E, para alem desta rica variedade no trajo militar, que rompeu com notória alacridade a costumeira monotonia do equipamento das forças armadas, é também digno de registo o comportamento destes soldados. Como disse, a tropa montou guarda à porta de alguns edifícios. Mas as sentinelas e as restantes unidades do corpo da guarda tomam as insólitas posições, num à-vontade e num desalinho que faria rir se não confrangesse.

Ás portas da Câmara Municipal e dos Correios, por exemplo, ocupando as escadarias de acesso, estendem-se pelos degraus, sentados ou mesmo deitados, ora em amena cavaqueira, ora tirando cochilos. Dentro (dos Correios), serve de refeitório o recinto destinado ao público que utiliza as caixas postais; e a qualquer hora do dia aquele local encontra-se pejado de panelas, pratos, restos de comida espalhada a esmo quer dentro dos recipientes quer pelo chão, pois, finda a refeição, ali ficaram os utensílios por lavar aguardando a refeição seguinte. E as pessoas para se abeirarem da sua caixa postal têm que escolher espaço limpo onde pôr os pés.

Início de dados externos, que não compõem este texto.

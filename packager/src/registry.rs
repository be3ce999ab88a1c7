//! OCI registry publication.
//!
//! Uses the `oci-distribution` crate to write assembled artifact images
//! to container registries (GHCR, Docker Hub, local registries). The
//! network seam is the `RegistryWrite` trait so tests can substitute a
//! fake without touching the packaging control flow.

use async_trait::async_trait;
use bpack_core::error::{BpackError, Result};
use oci_distribution::client::{Client, ClientConfig, ClientProtocol, PushResponse};
use oci_distribution::secrets::RegistryAuth as OciRegistryAuth;
use oci_distribution::Reference;

use crate::credentials::CredentialStore;
use crate::image::OciArtifact;

/// Authentication credentials for a container registry.
#[derive(Debug, Clone)]
pub struct RegistryAuth {
    username: Option<String>,
    password: Option<String>,
}

impl RegistryAuth {
    /// Create anonymous authentication (no credentials).
    pub fn anonymous() -> Self {
        Self {
            username: None,
            password: None,
        }
    }

    /// Create basic authentication with username and password.
    pub fn basic(username: impl Into<String>, password: impl Into<String>) -> Self {
        Self {
            username: Some(username.into()),
            password: Some(password.into()),
        }
    }

    /// Create authentication from environment variables.
    ///
    /// Reads `BPACK_REGISTRY_USERNAME` and `BPACK_REGISTRY_PASSWORD`.
    /// Falls back to anonymous if not set.
    pub fn from_env() -> Self {
        let username = std::env::var("BPACK_REGISTRY_USERNAME").ok();
        let password = std::env::var("BPACK_REGISTRY_PASSWORD").ok();

        if username.is_some() && password.is_some() {
            Self { username, password }
        } else {
            Self::anonymous()
        }
    }

    /// Create authentication from the credential store, falling back to
    /// env vars, then anonymous.
    pub fn from_credential_store(registry: &str) -> Self {
        if let Ok(store) = CredentialStore::default_path() {
            if let Ok(Some((username, password))) = store.get(registry) {
                return Self::basic(username, password);
            }
        }
        Self::from_env()
    }

    /// Convert to oci-distribution auth type.
    fn to_oci_auth(&self) -> OciRegistryAuth {
        match (&self.username, &self.password) {
            (Some(u), Some(p)) => OciRegistryAuth::Basic(u.clone(), p.clone()),
            _ => OciRegistryAuth::Anonymous,
        }
    }
}

/// Result of a successful artifact push.
#[derive(Debug, Clone)]
pub struct PushResult {
    /// URL of the pushed config blob.
    pub config_url: String,
    /// URL of the pushed manifest.
    pub manifest_url: String,
}

/// Write seam between the packaging pipeline and the network.
#[async_trait]
pub trait RegistryWrite: Send + Sync {
    /// Write an assembled image to the registry named by `reference`.
    async fn write(&self, reference: &Reference, artifact: OciArtifact) -> Result<PushResult>;
}

/// Production registry client backed by `oci_distribution::Client`.
pub struct OciRegistryClient {
    client: Client,
    auth: RegistryAuth,
}

impl OciRegistryClient {
    /// Create a client speaking HTTPS (the default).
    pub fn new(auth: RegistryAuth) -> Self {
        Self::with_protocol(auth, ClientProtocol::Https)
    }

    /// Create a client speaking plain HTTP, for local registries.
    pub fn insecure(auth: RegistryAuth) -> Self {
        Self::with_protocol(auth, ClientProtocol::Http)
    }

    fn with_protocol(auth: RegistryAuth, protocol: ClientProtocol) -> Self {
        let config = ClientConfig {
            protocol,
            ..Default::default()
        };
        let client = Client::new(config);
        Self { client, auth }
    }
}

#[async_trait]
impl RegistryWrite for OciRegistryClient {
    async fn write(&self, reference: &Reference, artifact: OciArtifact) -> Result<PushResult> {
        tracing::info!(
            reference = %reference,
            layers = artifact.layers.len(),
            "Pushing artifact to registry"
        );

        let auth = self.auth.to_oci_auth();
        let response: PushResponse = self
            .client
            .push(
                reference,
                &artifact.layers,
                artifact.config,
                &auth,
                Some(artifact.manifest),
            )
            .await
            .map_err(|e| BpackError::RegistryError {
                registry: reference.registry().to_string(),
                message: format!("failed to push image: {}", e),
            })?;

        tracing::info!(
            reference = %reference,
            manifest_url = %response.manifest_url,
            "Artifact pushed successfully"
        );

        Ok(PushResult {
            config_url: response.config_url,
            manifest_url: response.manifest_url,
        })
    }
}

/// Publishes artifacts through an explicitly owned, injected client —
/// no process-wide registry client state.
pub struct ArtifactPusher {
    writer: Box<dyn RegistryWrite>,
}

impl ArtifactPusher {
    /// Create a pusher with the given authentication over HTTPS.
    pub fn new(auth: RegistryAuth) -> Self {
        Self {
            writer: Box::new(OciRegistryClient::new(auth)),
        }
    }

    /// Create a pusher speaking plain HTTP, for local registries.
    pub fn insecure(auth: RegistryAuth) -> Self {
        Self {
            writer: Box::new(OciRegistryClient::insecure(auth)),
        }
    }

    /// Create a pusher around an arbitrary registry writer.
    pub fn with_writer(writer: Box<dyn RegistryWrite>) -> Self {
        Self { writer }
    }

    pub(crate) async fn write(
        &self,
        reference: &Reference,
        artifact: OciArtifact,
    ) -> Result<PushResult> {
        self.writer.write(reference, artifact).await
    }
}
//! `bpack push` command — Package a directory and push it to a registry.

use std::path::PathBuf;

use clap::Args;

use bpack_packager::{ArtifactBuilder, ArtifactPusher, Bundler, DirectoryBundler, RegistryAuth};

#[derive(Args)]
pub struct PushArgs {
    /// Registry and repository base (e.g., "ghcr.io/acme/blueprints")
    pub registry: String,

    /// Directory containing the files to package
    #[arg(default_value = ".")]
    pub context: PathBuf,

    /// Artifact tag in 'name:version' form (overrides embedded metadata)
    #[arg(short, long)]
    pub tag: Option<String>,

    /// Use plain HTTP (for local registries)
    #[arg(long)]
    pub plain_http: bool,

    /// Suppress progress output
    #[arg(short, long)]
    pub quiet: bool,
}

pub async fn execute(args: PushArgs) -> Result<(), Box<dyn std::error::Error>> {
    let mut artifact = ArtifactBuilder::with_workdir(&args.context);
    DirectoryBundler::new(&args.context).bundle(&mut artifact)?;

    // Load auth from credential store (falls back to env vars, then anonymous)
    let registry_host = args.registry.split('/').next().unwrap_or_default();
    let auth = RegistryAuth::from_credential_store(registry_host);
    let pusher = if args.plain_http {
        ArtifactPusher::insecure(auth)
    } else {
        ArtifactPusher::new(auth)
    };

    if !args.quiet {
        println!("Pushing to {}...", args.registry);
    }

    let result = artifact
        .push(&args.registry, args.tag.as_deref().unwrap_or(""), &pusher)
        .await?;

    if args.quiet {
        println!("{}", result.manifest_url);
    } else {
        println!("Pushed: {}", result.manifest_url);
    }

    Ok(())
}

Nos do Palácio do Governo e do Radio Clube cenas idênticas se passam, só que, como nesses locais não há escadarias, os militares da guarda acarretam para ali cadeiras e poltronas onde se esparramam e escarracham nas posições mais relaxantes e incríveis. Num armazém de retém (da Construtora), sito numa rua principal, onde entenderam montar guardam também, chegaram ao requinte de instalar no passeio, junto à porta, um colchão de molas para maior comodidade.

E pelas ruas deambulam amiúde soldados isolados ou em grupos, sem comando visível, de arma ao ombro, ou em bandoleira, ou debaixo do braço, ou segura pelo cano ao jeito de cacete, ou ainda atravessada sobre a nuca e segura nas extremidades pelos braços pendurados.

E o público passa, vê e...segue em frente com um encolher de ombros.
Aparentemente este cenário nada tem de contundente nem oferece perigo directo. O perigo está nas conclusões que dele se pode extrair: o encontrar-se a tranquilidade, segurança e ordem publica nas mãos de hordas sem organizaçao e disciplina, o que não é de somenos.